• WHAT YOU WILL DO: Where the string "help" shows up in a line of the records, copy that line.

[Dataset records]
|---|
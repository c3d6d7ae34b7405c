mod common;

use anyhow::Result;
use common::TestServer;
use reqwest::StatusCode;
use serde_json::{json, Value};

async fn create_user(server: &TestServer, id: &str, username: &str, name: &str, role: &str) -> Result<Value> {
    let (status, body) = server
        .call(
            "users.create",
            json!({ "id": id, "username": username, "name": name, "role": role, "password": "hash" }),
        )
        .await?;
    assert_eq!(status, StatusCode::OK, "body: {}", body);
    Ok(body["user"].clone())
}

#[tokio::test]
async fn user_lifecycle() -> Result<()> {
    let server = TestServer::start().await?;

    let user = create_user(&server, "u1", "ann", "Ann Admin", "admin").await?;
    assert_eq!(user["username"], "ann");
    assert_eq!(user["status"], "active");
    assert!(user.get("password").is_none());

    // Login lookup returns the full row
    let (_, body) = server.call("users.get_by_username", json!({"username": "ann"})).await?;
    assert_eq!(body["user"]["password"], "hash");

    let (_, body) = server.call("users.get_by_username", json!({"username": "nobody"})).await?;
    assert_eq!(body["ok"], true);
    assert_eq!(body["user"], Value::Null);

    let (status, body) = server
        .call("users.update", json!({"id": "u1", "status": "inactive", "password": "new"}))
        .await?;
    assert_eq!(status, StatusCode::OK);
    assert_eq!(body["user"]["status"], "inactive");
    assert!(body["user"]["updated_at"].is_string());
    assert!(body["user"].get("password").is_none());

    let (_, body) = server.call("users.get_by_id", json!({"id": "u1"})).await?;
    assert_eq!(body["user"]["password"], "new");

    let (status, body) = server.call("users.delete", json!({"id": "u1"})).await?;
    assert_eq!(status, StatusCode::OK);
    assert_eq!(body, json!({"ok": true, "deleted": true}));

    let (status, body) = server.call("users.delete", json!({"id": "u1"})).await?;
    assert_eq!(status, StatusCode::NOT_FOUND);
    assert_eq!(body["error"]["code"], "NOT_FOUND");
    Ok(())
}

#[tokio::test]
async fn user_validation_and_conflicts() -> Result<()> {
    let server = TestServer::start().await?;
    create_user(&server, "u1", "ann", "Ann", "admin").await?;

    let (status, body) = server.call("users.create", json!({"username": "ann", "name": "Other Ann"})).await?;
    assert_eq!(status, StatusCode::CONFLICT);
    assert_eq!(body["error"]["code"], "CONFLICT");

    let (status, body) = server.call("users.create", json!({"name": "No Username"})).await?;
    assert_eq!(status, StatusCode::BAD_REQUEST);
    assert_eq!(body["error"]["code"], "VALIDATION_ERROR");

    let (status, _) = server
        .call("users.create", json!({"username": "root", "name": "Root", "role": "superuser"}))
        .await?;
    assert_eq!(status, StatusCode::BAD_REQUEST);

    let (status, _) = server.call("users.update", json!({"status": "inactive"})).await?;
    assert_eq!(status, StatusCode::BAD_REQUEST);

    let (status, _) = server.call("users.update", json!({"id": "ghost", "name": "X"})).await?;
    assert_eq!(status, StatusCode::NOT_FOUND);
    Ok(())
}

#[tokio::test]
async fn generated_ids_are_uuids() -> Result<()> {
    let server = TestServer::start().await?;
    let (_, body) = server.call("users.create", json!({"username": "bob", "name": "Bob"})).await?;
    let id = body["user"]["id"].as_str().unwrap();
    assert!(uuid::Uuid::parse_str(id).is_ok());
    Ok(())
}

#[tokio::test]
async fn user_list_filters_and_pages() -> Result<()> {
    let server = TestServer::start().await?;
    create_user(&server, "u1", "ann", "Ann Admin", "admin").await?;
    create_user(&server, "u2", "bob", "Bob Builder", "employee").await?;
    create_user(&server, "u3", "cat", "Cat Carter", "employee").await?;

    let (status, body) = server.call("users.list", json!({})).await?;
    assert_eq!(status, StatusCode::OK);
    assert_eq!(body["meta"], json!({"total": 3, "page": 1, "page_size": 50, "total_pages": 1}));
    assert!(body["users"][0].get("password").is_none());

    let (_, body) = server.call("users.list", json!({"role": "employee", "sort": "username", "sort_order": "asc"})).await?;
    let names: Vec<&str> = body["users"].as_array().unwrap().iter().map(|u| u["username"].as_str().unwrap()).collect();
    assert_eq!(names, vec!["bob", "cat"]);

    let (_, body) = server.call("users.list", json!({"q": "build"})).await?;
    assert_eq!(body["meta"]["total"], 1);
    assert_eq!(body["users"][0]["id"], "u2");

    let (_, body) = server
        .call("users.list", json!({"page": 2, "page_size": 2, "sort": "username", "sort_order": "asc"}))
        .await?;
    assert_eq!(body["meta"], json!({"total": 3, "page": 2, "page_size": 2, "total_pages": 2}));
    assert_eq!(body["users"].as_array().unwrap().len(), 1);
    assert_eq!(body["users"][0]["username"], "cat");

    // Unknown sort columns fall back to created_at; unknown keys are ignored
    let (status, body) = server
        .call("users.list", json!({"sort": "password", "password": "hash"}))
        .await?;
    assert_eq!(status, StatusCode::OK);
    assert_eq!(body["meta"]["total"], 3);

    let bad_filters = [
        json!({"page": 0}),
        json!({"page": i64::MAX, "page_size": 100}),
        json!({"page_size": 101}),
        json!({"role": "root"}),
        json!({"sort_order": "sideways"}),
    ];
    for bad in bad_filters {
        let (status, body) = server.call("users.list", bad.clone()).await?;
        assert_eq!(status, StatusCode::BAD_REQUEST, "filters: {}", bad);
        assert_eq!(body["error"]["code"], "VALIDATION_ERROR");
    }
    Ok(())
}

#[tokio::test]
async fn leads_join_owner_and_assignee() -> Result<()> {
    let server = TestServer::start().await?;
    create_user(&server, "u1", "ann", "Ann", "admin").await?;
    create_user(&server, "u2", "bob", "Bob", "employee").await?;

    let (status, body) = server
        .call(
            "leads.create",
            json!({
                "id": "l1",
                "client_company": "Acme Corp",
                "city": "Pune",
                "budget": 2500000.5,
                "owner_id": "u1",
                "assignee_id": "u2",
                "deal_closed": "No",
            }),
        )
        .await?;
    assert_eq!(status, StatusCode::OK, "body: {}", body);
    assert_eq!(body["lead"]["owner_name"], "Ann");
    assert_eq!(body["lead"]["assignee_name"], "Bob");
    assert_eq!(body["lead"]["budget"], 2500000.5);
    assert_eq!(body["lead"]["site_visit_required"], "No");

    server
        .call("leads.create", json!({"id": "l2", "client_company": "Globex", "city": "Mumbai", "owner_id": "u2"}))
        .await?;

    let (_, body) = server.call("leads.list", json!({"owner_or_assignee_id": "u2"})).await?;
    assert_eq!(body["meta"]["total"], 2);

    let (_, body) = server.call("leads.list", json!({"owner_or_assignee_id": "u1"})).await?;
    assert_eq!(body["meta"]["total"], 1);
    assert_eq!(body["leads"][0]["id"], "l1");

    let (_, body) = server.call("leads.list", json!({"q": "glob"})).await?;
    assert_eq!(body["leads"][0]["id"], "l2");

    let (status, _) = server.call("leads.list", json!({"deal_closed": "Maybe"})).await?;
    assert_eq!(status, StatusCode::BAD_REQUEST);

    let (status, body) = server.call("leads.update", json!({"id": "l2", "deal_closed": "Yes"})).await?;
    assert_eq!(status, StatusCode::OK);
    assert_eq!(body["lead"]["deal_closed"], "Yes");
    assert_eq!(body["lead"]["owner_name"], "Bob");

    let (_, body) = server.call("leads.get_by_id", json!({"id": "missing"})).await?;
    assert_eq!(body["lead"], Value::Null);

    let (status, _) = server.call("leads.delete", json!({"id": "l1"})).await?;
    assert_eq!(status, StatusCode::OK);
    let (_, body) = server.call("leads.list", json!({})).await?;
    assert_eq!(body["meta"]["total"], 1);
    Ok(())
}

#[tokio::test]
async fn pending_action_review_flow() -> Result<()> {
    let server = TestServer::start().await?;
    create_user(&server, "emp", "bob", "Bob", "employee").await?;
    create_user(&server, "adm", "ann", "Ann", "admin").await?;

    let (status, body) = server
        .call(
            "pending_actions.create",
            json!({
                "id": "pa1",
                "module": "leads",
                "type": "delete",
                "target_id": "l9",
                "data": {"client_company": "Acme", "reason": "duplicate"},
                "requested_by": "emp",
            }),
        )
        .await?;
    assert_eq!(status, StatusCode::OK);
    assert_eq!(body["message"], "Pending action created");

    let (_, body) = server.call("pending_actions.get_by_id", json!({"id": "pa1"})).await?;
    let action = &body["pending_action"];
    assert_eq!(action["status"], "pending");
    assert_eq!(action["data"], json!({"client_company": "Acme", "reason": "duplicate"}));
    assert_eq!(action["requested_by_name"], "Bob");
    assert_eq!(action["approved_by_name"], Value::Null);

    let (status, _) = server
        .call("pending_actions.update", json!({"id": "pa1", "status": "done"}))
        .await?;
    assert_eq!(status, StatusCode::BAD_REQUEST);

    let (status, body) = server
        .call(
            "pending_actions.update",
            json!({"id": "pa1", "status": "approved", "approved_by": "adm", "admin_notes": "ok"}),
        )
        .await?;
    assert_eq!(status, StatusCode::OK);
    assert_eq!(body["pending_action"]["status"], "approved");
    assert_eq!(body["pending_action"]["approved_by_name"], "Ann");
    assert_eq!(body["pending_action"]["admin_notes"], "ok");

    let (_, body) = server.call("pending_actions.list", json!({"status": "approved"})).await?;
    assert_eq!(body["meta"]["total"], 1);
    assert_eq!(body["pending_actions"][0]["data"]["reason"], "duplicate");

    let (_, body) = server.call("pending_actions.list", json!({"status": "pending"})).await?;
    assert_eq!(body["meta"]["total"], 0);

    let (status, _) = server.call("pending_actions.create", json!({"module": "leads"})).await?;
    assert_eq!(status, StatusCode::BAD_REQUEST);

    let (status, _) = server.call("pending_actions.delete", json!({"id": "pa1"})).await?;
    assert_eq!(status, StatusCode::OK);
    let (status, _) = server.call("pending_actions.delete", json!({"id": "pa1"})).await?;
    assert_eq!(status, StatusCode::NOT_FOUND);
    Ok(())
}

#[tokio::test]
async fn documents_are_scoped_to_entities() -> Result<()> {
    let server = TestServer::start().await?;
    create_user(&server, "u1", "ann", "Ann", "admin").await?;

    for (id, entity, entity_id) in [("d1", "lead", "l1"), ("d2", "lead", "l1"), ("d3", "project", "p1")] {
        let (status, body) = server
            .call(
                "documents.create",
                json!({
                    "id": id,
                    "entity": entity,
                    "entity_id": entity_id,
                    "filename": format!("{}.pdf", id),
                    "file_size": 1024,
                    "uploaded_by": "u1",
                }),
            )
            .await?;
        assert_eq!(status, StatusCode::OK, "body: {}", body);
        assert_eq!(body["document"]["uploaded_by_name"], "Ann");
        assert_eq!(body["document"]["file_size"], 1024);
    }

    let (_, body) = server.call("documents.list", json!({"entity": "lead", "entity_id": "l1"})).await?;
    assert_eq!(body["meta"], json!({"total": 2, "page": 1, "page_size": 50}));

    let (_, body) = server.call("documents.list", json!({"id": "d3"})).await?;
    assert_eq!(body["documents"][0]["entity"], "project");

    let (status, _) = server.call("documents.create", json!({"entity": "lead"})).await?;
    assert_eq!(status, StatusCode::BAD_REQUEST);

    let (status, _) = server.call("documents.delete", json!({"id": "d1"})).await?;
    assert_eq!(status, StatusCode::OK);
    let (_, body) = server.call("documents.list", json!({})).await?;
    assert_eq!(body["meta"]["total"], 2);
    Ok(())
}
|---|
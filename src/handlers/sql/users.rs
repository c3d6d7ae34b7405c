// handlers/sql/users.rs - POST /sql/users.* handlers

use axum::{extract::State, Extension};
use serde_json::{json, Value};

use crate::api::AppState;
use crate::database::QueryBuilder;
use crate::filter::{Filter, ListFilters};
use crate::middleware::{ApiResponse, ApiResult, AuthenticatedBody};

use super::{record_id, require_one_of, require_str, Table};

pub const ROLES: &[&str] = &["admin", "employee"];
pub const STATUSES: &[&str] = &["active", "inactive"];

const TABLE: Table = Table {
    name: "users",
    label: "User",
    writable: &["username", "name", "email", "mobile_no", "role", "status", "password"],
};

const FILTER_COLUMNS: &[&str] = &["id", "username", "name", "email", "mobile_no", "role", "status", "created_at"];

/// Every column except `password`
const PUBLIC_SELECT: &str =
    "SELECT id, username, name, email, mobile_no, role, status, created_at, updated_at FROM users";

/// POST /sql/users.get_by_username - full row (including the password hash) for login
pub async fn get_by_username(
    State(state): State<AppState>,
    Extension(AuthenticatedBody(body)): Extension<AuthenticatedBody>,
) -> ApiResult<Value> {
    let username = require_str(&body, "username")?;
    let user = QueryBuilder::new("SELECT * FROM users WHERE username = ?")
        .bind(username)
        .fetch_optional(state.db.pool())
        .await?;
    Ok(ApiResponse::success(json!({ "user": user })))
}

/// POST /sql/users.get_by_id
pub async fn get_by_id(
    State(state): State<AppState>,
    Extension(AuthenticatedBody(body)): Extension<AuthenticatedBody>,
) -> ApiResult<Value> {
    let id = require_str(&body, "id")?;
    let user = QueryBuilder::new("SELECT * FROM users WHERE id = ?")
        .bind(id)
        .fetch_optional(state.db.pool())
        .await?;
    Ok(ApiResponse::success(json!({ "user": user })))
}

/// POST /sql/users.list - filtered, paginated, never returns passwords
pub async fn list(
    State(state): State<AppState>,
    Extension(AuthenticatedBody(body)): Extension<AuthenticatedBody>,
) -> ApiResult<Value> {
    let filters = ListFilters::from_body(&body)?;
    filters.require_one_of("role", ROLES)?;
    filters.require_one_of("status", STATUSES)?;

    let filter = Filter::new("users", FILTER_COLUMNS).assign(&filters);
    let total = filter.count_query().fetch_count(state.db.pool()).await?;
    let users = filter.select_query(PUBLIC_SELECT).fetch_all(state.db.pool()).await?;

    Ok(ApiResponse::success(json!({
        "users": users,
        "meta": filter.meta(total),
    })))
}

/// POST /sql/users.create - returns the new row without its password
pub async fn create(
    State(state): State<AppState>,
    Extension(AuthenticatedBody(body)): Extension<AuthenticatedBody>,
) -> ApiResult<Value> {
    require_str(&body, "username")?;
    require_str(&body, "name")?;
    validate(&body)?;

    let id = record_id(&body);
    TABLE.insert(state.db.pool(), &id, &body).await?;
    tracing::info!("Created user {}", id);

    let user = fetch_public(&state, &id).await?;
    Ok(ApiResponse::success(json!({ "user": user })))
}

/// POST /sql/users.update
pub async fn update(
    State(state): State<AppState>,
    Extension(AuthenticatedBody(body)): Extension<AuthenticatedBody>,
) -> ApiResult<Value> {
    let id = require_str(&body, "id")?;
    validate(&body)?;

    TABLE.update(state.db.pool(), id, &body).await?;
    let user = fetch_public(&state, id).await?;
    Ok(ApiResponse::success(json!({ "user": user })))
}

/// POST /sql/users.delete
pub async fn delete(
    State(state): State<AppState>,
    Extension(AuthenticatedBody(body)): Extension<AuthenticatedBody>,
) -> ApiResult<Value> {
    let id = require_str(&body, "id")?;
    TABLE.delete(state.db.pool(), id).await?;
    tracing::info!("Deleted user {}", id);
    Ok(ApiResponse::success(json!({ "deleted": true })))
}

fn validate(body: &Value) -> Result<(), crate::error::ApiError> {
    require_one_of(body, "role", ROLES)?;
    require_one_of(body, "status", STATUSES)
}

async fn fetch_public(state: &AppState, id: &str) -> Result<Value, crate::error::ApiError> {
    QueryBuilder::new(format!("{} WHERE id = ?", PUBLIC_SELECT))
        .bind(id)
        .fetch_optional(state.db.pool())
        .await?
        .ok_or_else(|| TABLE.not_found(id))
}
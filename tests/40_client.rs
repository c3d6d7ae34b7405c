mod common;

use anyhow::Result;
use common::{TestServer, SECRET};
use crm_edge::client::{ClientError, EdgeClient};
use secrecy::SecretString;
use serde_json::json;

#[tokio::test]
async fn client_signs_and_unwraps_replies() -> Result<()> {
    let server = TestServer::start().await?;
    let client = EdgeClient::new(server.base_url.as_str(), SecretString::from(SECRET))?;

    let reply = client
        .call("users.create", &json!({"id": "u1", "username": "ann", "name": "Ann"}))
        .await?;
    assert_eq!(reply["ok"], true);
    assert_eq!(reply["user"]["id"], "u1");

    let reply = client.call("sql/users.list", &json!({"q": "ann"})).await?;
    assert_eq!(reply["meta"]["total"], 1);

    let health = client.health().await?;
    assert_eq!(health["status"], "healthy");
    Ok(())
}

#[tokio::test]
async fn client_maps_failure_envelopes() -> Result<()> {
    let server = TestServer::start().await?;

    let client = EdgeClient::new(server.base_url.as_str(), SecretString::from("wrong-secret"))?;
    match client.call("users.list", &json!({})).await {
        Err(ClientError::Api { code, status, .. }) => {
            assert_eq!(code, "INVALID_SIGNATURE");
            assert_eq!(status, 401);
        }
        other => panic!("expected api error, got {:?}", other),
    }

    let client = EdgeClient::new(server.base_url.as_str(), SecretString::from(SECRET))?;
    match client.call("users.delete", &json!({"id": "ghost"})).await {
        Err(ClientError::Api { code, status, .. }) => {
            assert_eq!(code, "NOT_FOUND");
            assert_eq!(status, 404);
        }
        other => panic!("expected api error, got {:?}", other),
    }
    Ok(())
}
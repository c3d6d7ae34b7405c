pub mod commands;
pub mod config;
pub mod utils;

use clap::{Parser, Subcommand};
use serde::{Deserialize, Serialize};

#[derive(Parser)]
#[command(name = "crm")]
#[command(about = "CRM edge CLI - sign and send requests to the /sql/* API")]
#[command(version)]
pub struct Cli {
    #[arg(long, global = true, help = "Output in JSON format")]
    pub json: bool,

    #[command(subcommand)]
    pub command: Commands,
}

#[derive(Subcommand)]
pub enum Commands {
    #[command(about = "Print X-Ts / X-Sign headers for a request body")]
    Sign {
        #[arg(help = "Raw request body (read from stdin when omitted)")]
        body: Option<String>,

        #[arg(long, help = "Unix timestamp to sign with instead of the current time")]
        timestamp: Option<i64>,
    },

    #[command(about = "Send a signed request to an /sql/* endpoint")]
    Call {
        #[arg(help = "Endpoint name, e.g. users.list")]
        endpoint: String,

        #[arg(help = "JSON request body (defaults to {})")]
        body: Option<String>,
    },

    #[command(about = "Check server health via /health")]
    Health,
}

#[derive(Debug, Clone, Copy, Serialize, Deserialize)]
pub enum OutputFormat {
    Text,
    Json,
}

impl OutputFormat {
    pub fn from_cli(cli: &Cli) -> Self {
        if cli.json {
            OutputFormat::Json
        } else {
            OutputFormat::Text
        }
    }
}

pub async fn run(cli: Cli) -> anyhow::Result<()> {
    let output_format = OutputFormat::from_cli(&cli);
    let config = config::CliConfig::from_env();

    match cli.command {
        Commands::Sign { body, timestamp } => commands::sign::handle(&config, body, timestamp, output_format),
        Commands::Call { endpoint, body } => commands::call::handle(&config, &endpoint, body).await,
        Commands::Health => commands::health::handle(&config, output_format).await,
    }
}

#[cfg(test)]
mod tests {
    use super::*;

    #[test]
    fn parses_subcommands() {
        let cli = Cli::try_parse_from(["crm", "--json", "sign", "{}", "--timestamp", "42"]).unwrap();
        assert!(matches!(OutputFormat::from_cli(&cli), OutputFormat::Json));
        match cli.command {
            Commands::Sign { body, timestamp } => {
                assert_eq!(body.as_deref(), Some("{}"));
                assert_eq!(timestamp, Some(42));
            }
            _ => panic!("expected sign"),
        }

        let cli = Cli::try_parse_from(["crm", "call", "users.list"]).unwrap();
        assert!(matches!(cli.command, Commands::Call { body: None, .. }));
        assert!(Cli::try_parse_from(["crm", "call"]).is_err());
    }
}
|---|
• EXERCISE RESPONSE:
    #[arg(long, global = true, help = "Output in JSON format")]
        #[arg(help = "Raw request body (read from stdin when omitted)")]
        #[arg(long, help = "Unix timestamp to sign with instead of the current time")]
        #[arg(help = "Endpoint name, e.g. users.list")]
        #[arg(help = "JSON request body (defaults to {})")]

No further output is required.